VOLUME XV, NO. 1 -- Spring, 2004


DIALOGUING:

INDIAN COUNTRY AT THE CROSSROADS OF VIOLENCE AND HOPE

MICHAEL POSLUNS ON RESERVE MATRIMONIAL REAL PROPERTY

 

 

 

INDIAN COUNTRY AT THE CROSSROADS OF VIOLENCE AND HOPE

Roberto Dansie, Correspondent, Indian Country Today, www.robertodansie.com

Republished with permission from Indian Country Today, 2/19/04 (www.indiancountrytoday.com) and IndigenousNewsNetwork@topica.com.

In Indian country we are at a crossroads. On one side we have the path of hope, the one of community making. On the other, we have the way of despair, the way of gangs and violence. I have identified 20 trends among our kids and young adults that contribute to their involvement in gangs and violence. Each one of these trends has received an answer from the gang world.

Every time we fail to make community with our young people, the gangs have been there, ready to incorporate them into their system. Gangs have responded to each one of our failures to make community by creating trends of their own, trends that not withstanding their negativity provide some relief to the alienation that many of our youngsters have experienced in our society. Given our failure to incorporate our alienated youth into our system,
I have termed our current society as a "pseudo-community."

Here are the trends generated by the pseudo-community in which many of our kids and youth find themselves. The response that they give to each one of these trends will lead them either to get involved in community making - if they manage to follow the path of hope - or to get involved in gangs or violence if they give into despair.

Trends generated in a pseudo-community: Alienation, perception of being unwanted, poverty, low self esteem, boredom, loneliness, inability for delayed gratification, dependency, no guidance, feelings of unattractiveness, lack of abilities, invisibility, no vocation, disconnection from others, low wage / high labor, isolation, no sense of self, powerlessness, depression and chaos.

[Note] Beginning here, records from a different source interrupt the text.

//! Operator types the memory planner treats specially.
//!
//! Everything else is carried as [`OpType::Other`] and planned as an
//! ordinary compute op.

use std::fmt;
use std::str::FromStr;

use serde::{Deserialize, Serialize};

#[derive(Debug, Clone, PartialEq, Eq, Hash, Serialize, Deserialize)]
#[serde(from = "String", into = "String")]
pub enum OpType {
    Data,
    AippData,
    AnnData,
    Constant,
    ConstantOp,
    Variable,
    NetOutput,
    MultiShape,
    HcomBroadcast,
    HcomAllReduce,
    Assign,
    AssignAdd,
    AssignSub,
    Proposal,
    ZerosLike,
    FastRcnnPredictions,
    Enter,
    RefEnter,
    NextIteration,
    RefNextIteration,
    Other(String),
}

impl OpType {
    pub fn as_str(&self) -> &str {
        match self {
            OpType::Data => "Data",
            OpType::AippData => "AippData",
            OpType::AnnData => "AnnData",
            OpType::Constant => "Constant",
            OpType::ConstantOp => "Const",
            OpType::Variable => "Variable",
            OpType::NetOutput => "NetOutput",
            OpType::MultiShape => "MultiShape",
            OpType::HcomBroadcast => "HcomBroadcast",
            OpType::HcomAllReduce => "HcomAllReduce",
            OpType::Assign => "Assign",
            OpType::AssignAdd => "AssignAdd",
            OpType::AssignSub => "AssignSub",
            OpType::Proposal => "Proposal",
            OpType::ZerosLike => "ZerosLike",
            OpType::FastRcnnPredictions => "FastrcnnPredictions",
            OpType::Enter => "Enter",
            OpType::RefEnter => "RefEnter",
            OpType::NextIteration => "NextIteration",
            OpType::RefNextIteration => "RefNextIteration",
            OpType::Other(name) => name,
        }
    }

    /// Outputs and workspaces of these ops never get a block; they are
    /// annotated with offset 0.
    pub fn is_zero_memory(&self) -> bool {
        matches!(
            self,
            OpType::Variable
                | OpType::Constant
                | OpType::ConstantOp
                | OpType::MultiShape
                | OpType::HcomBroadcast
                | OpType::HcomAllReduce
                | OpType::Assign
                | OpType::AssignAdd
                | OpType::AssignSub
        )
    }

    /// Slots of these ops always get a fresh block.
    pub fn excludes_reuse(&self) -> bool {
        matches!(
            self,
            OpType::Data
                | OpType::AippData
                | OpType::AnnData
                | OpType::Constant
                | OpType::ConstantOp
                | OpType::NetOutput
                | OpType::Proposal
                | OpType::ZerosLike
        )
    }

    /// Outputs of these ops are parameters, not temporaries: consuming them
    /// never releases the producing block.
    pub fn holds_parameter(&self) -> bool {
        matches!(
            self,
            OpType::Constant | OpType::ConstantOp | OpType::FastRcnnPredictions
        )
    }

    /// A pooled block that ever hosted one of these is not handed out again.
    pub fn is_data_like(&self) -> bool {
        matches!(
            self,
            OpType::Data
                | OpType::AippData
                | OpType::Enter
                | OpType::RefEnter
                | OpType::NextIteration
                | OpType::RefNextIteration
        )
    }

    /// Boundary-sensitive ops may be annotated through several aliasing
    /// paths; their output offsets converge on the smallest one written.
    pub fn keeps_smallest_offset(&self) -> bool {
        matches!(
            self,
            OpType::Data | OpType::AippData | OpType::MultiShape | OpType::NetOutput
        )
    }
}

impl From<&str> for OpType {
    fn from(s: &str) -> Self {
        match s {
            "Data" => OpType::Data,
            "AippData" => OpType::AippData,
            "AnnData" => OpType::AnnData,
            "Constant" => OpType::Constant,
            "Const" => OpType::ConstantOp,
            "Variable" => OpType::Variable,
            "NetOutput" => OpType::NetOutput,
            "MultiShape" => OpType::MultiShape,
            "HcomBroadcast" => OpType::HcomBroadcast,
            "HcomAllReduce" => OpType::HcomAllReduce,
            "Assign" => OpType::Assign,
            "AssignAdd" => OpType::AssignAdd,
            "AssignSub" => OpType::AssignSub,
            "Proposal" => OpType::Proposal,
            "ZerosLike" => OpType::ZerosLike,
            "FastrcnnPredictions" => OpType::FastRcnnPredictions,
            "Enter" => OpType::Enter,
            "RefEnter" => OpType::RefEnter,
            "NextIteration" => OpType::NextIteration,
            "RefNextIteration" => OpType::RefNextIteration,
            other => OpType::Other(other.to_string()),
        }
    }
}

impl From<String> for OpType {
    fn from(s: String) -> Self {
        OpType::from(s.as_str())
    }
}

impl From<OpType> for String {
    fn from(op: OpType) -> Self {
        op.as_str().to_string()
    }
}

impl FromStr for OpType {
    type Err = std::convert::Infallible;

    fn from_str(s: &str) -> Result<Self, Self::Err> {
        Ok(OpType::from(s))
    }
}

impl fmt::Display for OpType {
    fn fmt(&self, f: &mut fmt::Formatter<'_>) -> fmt::Result {
        f.write_str(self.as_str())
    }
}
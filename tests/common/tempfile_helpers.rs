//! Helper functions for tempfile usage in tests

use std::io::Write;

use anyhow::Context;
use tensorplan::Graph;

/// Create a named temp file with a helpful error message.
pub fn create_temp_file_with_suffix(suffix: &str) -> anyhow::Result<tempfile::NamedTempFile> {
    tempfile::NamedTempFile::with_suffix(suffix)
        .context("Failed to create temporary file with suffix")
}

/// Serialize `graph` into a fresh `.json` temp file.
pub fn write_graph_file(graph: &Graph) -> anyhow::Result<tempfile::NamedTempFile> {
    let mut file = create_temp_file_with_suffix(".json")?;
    file.write_all(graph.to_json()?.as_bytes())
        .context("Failed to write graph to temp file")?;
    file.flush()?;
    Ok(file)
}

The gangs provide links into the life, outlook, environment and network of the kids who join them. Here is what our kids are getting from the gangs. Trends generated in gangs: Belonging, wanted, money, artificial high, excitement, family / relations, here and now responses, autonomy, guides, attractive, skill development, claim / visibility, crime carrier, importance, low labor / high return, complicity, identity, force, rage and order.

When we compare these trends with the ones generated by our modern corporations we find many similarities. The fact is that corporations that relentlessly pursue profit with no regard for civility generate the same trends and promote the formation of the same social character that we find in gangs and gang activities.

What can we offer the youth involved in gangs that they will not find in that system? We can discover with them the power of community making and civility, the participation in restoring the balance of interdependency, the power of hope and sense of purpose, and the restoration of our cultures.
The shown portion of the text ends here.